Wow ! What a huge amount of assumption and judgement on here for the OP.. do people actually trawl the step parenting boards to find a NRP family to bash just for the joy of it ?
Try TEN years in the family court with access awarded EVERY time but a mother who frustrates the court order in every contact.. back to court .. 4 enforcement hearings .. Imagine how the children feel about there father with NOTHING but bile dripped in their ears.. a pathetic CAFCASS officer who took the kids wishes and feelings into account at face value.. and recommended 'supervised contact' only for six months.

Then she even refused to comply with this. FINALLY we had a change of judge who reviewed the whole sorry saga .. The mother was told she had a 'last chance to comply with access or DH would have residency. That was the key. They started to come. They realised Dad wasn't the monster they had been led to believe. They grew a fabulous relationship and 18 months later the eldest voted with their feet and moved in with us. 2 years later the youngest did the same.

The fact that DH paid over 2k a month in CMS was a huge influence in all this. She didn't work and didn't want to. Actually told DH 'you owe me ' ..

The whole experience was beyond stressful. Many many times DH would have given up without me to push him on. He truly believed he was hated by his kids and the best thing to do for them was to stop trying to see them.
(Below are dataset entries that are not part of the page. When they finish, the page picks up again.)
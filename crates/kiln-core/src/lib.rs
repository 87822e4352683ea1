// Copyright 2025 eraflo
//
// Licensed under the Apache License, Version 2.0 (the "License");
// you may not use this file except in compliance with the License.
// You may obtain a copy of the License at
//
//     http://www.apache.org/licenses/LICENSE-2.0
//
// Unless required by applicable law or agreed to in writing, software
// distributed under the License is distributed on an "AS IS" BASIS,
// WITHOUT WARRANTIES OR CONDITIONS OF ANY KIND, either express or implied.
// See the License for the specific language governing permissions and
// limitations under the License.

//! # Kiln Core
//!
//! Frame-synchronized transient GPU memory, deferred command buffers and the
//! sorted render queue, expressed against backend-agnostic device contracts.
//!
//! Concrete devices live in `kiln-infra`; this crate only knows the
//! [`GraphicsDevice`](renderer::GraphicsDevice) and
//! [`CommandSink`](renderer::CommandSink) traits.

#![warn(missing_docs)]

pub mod context;
pub mod math;
pub mod renderer;
pub mod utils;

pub use context::GraphicsContext;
We are so pleased we didn't . We now have a lovely happy blended family. My DSC are wonderful teens/twenties now and we wouldn't be without them.

RiveterRosie · 07/09/2020 22:53

There's been a lot of criticism of OP's DH in this thread. I don't know OP or her DH but would like to say to those criticising that even though children have choices about contact with parents they are children and the choices they make aren't always straightforward.

I was 14 when my mother & father divorced. I loved my father very much but my mother forbade me & my siblings to have contact with him - we were left in no doubt from her that if we did then we had "chosen" his side and would suffer the consequences. Basically we were emotionally blackmailed into telling the Court that we didn't want contact with our father (even though in my case that wasn't true).

Birthday cards, Christmas cards etc. were returned without being opened. He turned up on the doorstep and the door wasn't opened to him. We were also not allowed to have contact with my paternal grandma who I loved. I found out later she'd died of a brain tumour and still think it the height of cruelty from my mother not to have let us see her (or her see her grandchildren) before she died. Even into my twenties my mother made it clear that having anything to do with my dad would be considered disloyal. Poison is dripped into children's ears, it's still dripped into mine now 40 years later and with my dad dead 5 years.

Ron1984 · 08/09/2020 08:39

@RiveterRosie
Thank you for sharing. Family conflict is a true sadness. However, I think you and your father loved one another and that transcends any bitterness your mother had in her actions.

The positive I have gained from such experience is that it has given me a more forgiving and accepting outlook to others, to understand that situations and people can be more complex than they appear and that kindness always wins.